いくつか推測できると思うのだけど、まずは美少女に動じない達也さんカコイイでしょう。動じないどころか「へー若いのにいろいろやるじゃん」くらいの勢いで、お前いくつだよ!と思うのだけれどw。まあ、まだ一章しか読んでないからわからんのだが達也さんの最強具合って設定として強いではなくメンタル面の強さってあると思うんだよね。もっと言えばかなりのハーレム状態なのに主人公に対する嫉妬心が生まれない。

で、ぼくの達也さんカコイイはどこからくるかというと、誰もが一度は妄想する「女の子に対して、やれやれと距離を持つ自分カコイイ」を間違いを犯さず実現しているところなんだよね。じゃあ、間違った「やれやれ」感は何かというと初期村上春樹氏作品を真に受けちゃった「やれやれ」感w。いやあ思春期のころ思いましたよ。「俺は村上春樹氏作品の主人公のように振舞っているけど、なぜもてないんだろう」ってw。

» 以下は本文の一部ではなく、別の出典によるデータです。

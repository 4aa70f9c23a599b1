//! Suffix ordering by doubly-linked-list insertion (the min-L/R method).
//!
//! # Algorithm Overview
//!
//! ```text
//! Input: "banana$"   (codes: $ special, a < b < n regular)
//!
//! Process positions right-to-left. The list threads all inserted positions
//! in suffix-lexicographic order; first[c] / last[c] bound the run of
//! suffixes starting with code c.
//!
//!   p=6 '$'  new code      → runs: [$:6]
//!   p=5 'a'  new code      → [$:6][a:5]
//!   p=4 'n'  new code      → [$:6][a:5][n:4]
//!   p=3 'a'  seen, regular → walk from p+1=4 to find a neighbor whose
//!                             preceding symbol is 'a', splice next to it
//!   ...
//!
//! Output list, front to back: 6 5 3 1 0 4 2
//! ```
//!
//! No suffix comparisons are performed beyond single-character lookups: each
//! insertion walks the list alternately towards the front and the back from
//! position `p + 1` until it meets a position whose preceding symbol equals
//! the one being inserted. The suffix at `p` belongs immediately next to that
//! neighbor's predecessor rank.
//!
//! # Complexity
//!
//! - Worst case O(n · SIZE) list steps, O(n · alphabet) in practice.
//! - Space: two `usize` links per position.
//!
//! The number of list-traversal steps is returned in [`SuffixOrder::steps`]
//! so callers can verify performance characteristics on their data.

use crate::alphabet::Sequence;

/// Nil link in `nextpos`/`prevpos` (no successor/predecessor).
pub const NIL: usize = usize::MAX;

/// The suffix order of a sequence as a threaded doubly linked list.
///
/// Traversing `nextpos` from `firstpos` visits all text positions in
/// ascending suffix-lexicographic order. Exactly one position has
/// `nextpos == NIL` and exactly one (`firstpos`) has `prevpos == NIL`.
#[derive(Debug, Clone)]
pub struct SuffixOrder {
    pub nextpos: Vec<usize>,
    pub prevpos: Vec<usize>,
    pub firstpos: usize,
    /// List-traversal steps spent building the order.
    pub steps: u64,
}

impl SuffixOrder {
    /// Build the suffix order of `seq` with min-L/R insertion.
    pub fn build(seq: &Sequence) -> SuffixOrder {
        let n = seq.len();
        if n == 0 {
            return SuffixOrder {
                nextpos: Vec::new(),
                prevpos: Vec::new(),
                firstpos: NIL,
                steps: 0,
            };
        }
        // Sequence construction guarantees a trailing separator, which keeps
        // the walk from ever starting at p + 1 == n on a regular code.
        debug_assert!(seq.alphabet().is_special(seq.at(n - 1)));

        let mut b = Builder {
            seq,
            first: vec![NIL; seq.alphabet().size()],
            last: vec![NIL; seq.alphabet().size()],
            prv: vec![NIL; n],
            nxt: vec![NIL; n],
            steps: 0,
        };

        for p in (0..n).rev() {
            let ch = seq.at(p);
            b.steps += 1;
            if b.first[ch as usize] == NIL {
                b.insert_as_new(p, ch);
            } else if seq.alphabet().is_special(ch) {
                // Specials carry no further context: ties sort by insertion,
                // and inserting as first keeps ascending text positions.
                b.insert_as_first(p, ch);
            } else {
                b.insert_regular(p, ch);
                b.steps -= 1;
            }
        }

        let firstpos = b.first.iter().copied().find(|&p| p != NIL).unwrap_or(NIL);
        SuffixOrder {
            nextpos: b.nxt,
            prevpos: b.prv,
            firstpos,
            steps: b.steps,
        }
    }

    /// Number of positions in the order.
    pub fn len(&self) -> usize {
        self.nextpos.len()
    }

    pub fn is_empty(&self) -> bool {
        self.nextpos.is_empty()
    }
}

struct Builder<'a> {
    seq: &'a Sequence,
    first: Vec<usize>,
    last: Vec<usize>,
    prv: Vec<usize>,
    nxt: Vec<usize>,
    steps: u64,
}

impl Builder<'_> {
    fn insert_between(&mut self, p1: usize, p2: usize, i: usize) {
        self.prv[i] = p1;
        self.nxt[i] = p2;
        if p2 != NIL {
            self.prv[p2] = i;
        }
        if p1 != NIL {
            self.nxt[p1] = i;
        }
    }

    fn insert_as_first(&mut self, i: usize, ch: u8) {
        let p = self.first[ch as usize];
        self.insert_between(self.prv[p], p, i);
        self.first[ch as usize] = i;
    }

    fn insert_as_last(&mut self, i: usize, ch: u8) {
        let p = self.last[ch as usize];
        self.insert_between(p, self.nxt[p], i);
        self.last[ch as usize] = i;
    }

    /// First occurrence of `ch`: open a singleton run between the nearest
    /// populated smaller and larger runs.
    fn insert_as_new(&mut self, i: usize, ch: u8) {
        let asize = self.seq.alphabet().size();
        self.first[ch as usize] = i;
        self.last[ch as usize] = i;

        let mut cp = ch as usize;
        let ip = loop {
            if cp == 0 {
                break NIL;
            }
            cp -= 1;
            if self.last[cp] != NIL {
                break self.last[cp];
            }
        };

        let mut cs = ch as usize + 1;
        while cs < asize && self.first[cs] == NIL {
            cs += 1;
        }
        let js = if cs < asize { self.first[cs] } else { NIL };

        self.insert_between(ip, js, i);
    }

    /// Already-seen regular code: walk outward from `p + 1`, alternately
    /// towards the list front and back, until a neighbor whose preceding
    /// symbol is `ch` pins down the insertion point.
    fn insert_regular(&mut self, p: usize, ch: u8) {
        let mut pup = p + 1;
        let mut pdn = p + 1;
        loop {
            // look "up"
            self.steps += 1;
            pup = self.prv[pup];
            if pup == NIL {
                self.insert_as_first(p, ch);
                return;
            }
            if pup > 0 && self.seq.at(pup - 1) == ch {
                pup -= 1;
                if self.last[ch as usize] == pup {
                    self.insert_as_last(p, ch);
                } else {
                    let after = self.nxt[pup];
                    self.insert_between(pup, after, p);
                }
                return;
            }
            // look "down"
            self.steps += 1;
            pdn = self.nxt[pdn];
            if pdn == NIL {
                self.insert_as_last(p, ch);
                return;
            }
            if pdn > 0 && self.seq.at(pdn - 1) == ch {
                pdn -= 1;
                if self.first[ch as usize] == pdn {
                    self.insert_as_first(p, ch);
                } else {
                    let before = self.prv[pdn];
                    self.insert_between(before, pdn, p);
                }
                return;
            }
        }
    }
}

でもまあ、そりゃ当たり前なんだよね。たしかにがっつかない余裕というのはモテに必要なんだけど、その余裕というのはいろいろな経験に裏打ちされたものじゃないと意味がないんだよね。んで、そういう裏打ちされた「やれやれ」も通用するのは共学の高校くらいまでなんだよね。大学以降はある程度は自分から積極的にアプローチしないといけないからね。距離感保とうとしても接せざるをえない環境にある内までなんですよ「やれやれ」感だけで通用する時分は。

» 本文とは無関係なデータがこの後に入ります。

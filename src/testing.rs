//! Test utilities shared across unit and integration tests.
//!
//! This module is always compiled but hidden from documentation.
//! It provides canonical fixtures to avoid duplication across tests.

#![doc(hidden)]

use crate::alphabet::{Alphabet, Sequence};
use crate::index::{BuildOptions, SuffixIndex};
use crate::lcp::LcpMode;

/// Alphabet `$` (special) + `abn`, enough for the banana fixtures.
pub fn abn_alphabet() -> Alphabet {
    Alphabet::new("$", "abn").expect("valid alphabet")
}

/// The single record `banana`, the canonical worked example.
pub fn banana_sequence() -> Sequence {
    let mut seq = Sequence::new(abn_alphabet());
    seq.append_str("banana", "banana").expect("valid record");
    seq
}

/// Index over `banana$` with `occrate = 1` and a byte LCP table.
pub fn banana_index() -> SuffixIndex {
    SuffixIndex::build(
        banana_sequence(),
        &BuildOptions {
            occrate: 1,
            lcp_mode: Some(LcpMode::Byte),
        },
    )
}

/// Index over the given `(name, text)` DNA records with default options.
pub fn dna_index(records: &[(&str, &str)]) -> SuffixIndex {
    let mut seq = Sequence::new(Alphabet::dna());
    for (name, text) in records {
        seq.append_str(name, text).expect("valid record");
    }
    SuffixIndex::build(seq, &BuildOptions::default())
}

/// Encode a pattern through the index's own alphabet.
pub fn encode(index: &SuffixIndex, pat: &str) -> Vec<u8> {
    index
        .sequence()
        .alphabet()
        .encode_str(pat)
        .expect("pattern symbols in alphabet")
}

/// Deterministic pseudo-random DNA of length `len`, seeded LCG.
pub fn random_dna(len: usize, seed: u64) -> String {
    const BASES: [char; 4] = ['A', 'C', 'G', 'T'];
    let mut state = seed.wrapping_mul(2862933555777941757).wrapping_add(3037000493);
    let mut out = String::with_capacity(len);
    for _ in 0..len {
        state = state.wrapping_mul(6364136223846793005).wrapping_add(1442695040888963407);
        out.push(BASES[(state >> 62) as usize]);
    }
    out
}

もう一個妄想部分があるとしたら、二十歳ぐらいに妄想していた「今の俺が高校にタイプリープしたらリア充になれるんじゃね」を見事に体現しているのが達也さんなんじゃないのかなーって思うんだよね。どういうことかというと、その二十歳ぐらいの妄想って結局「僕のあのときの間違った選択を回避したい」にすぎなくて、その程度の妄想だとその選択を回避しても回避したがゆえに生じるあたらしい困難には全く通じないわけで。そういう妄想視点からみると達也さんマジパネエなんですよ。その妄想からイベント回避後の新しいイベントにも常に「正解!正解!」でステップ踏んでいるわけで。つまり、リアル思春期にとってもオッサンにとってもどっちからでもカコイイと思えるのが達也さん最強伝説なんですよ。

クールでニヒル。でも、おっさんから見るとちょっと子供成分を残しつつ、そこもかわいらしいという。うう、達也さんかっこいいなあ。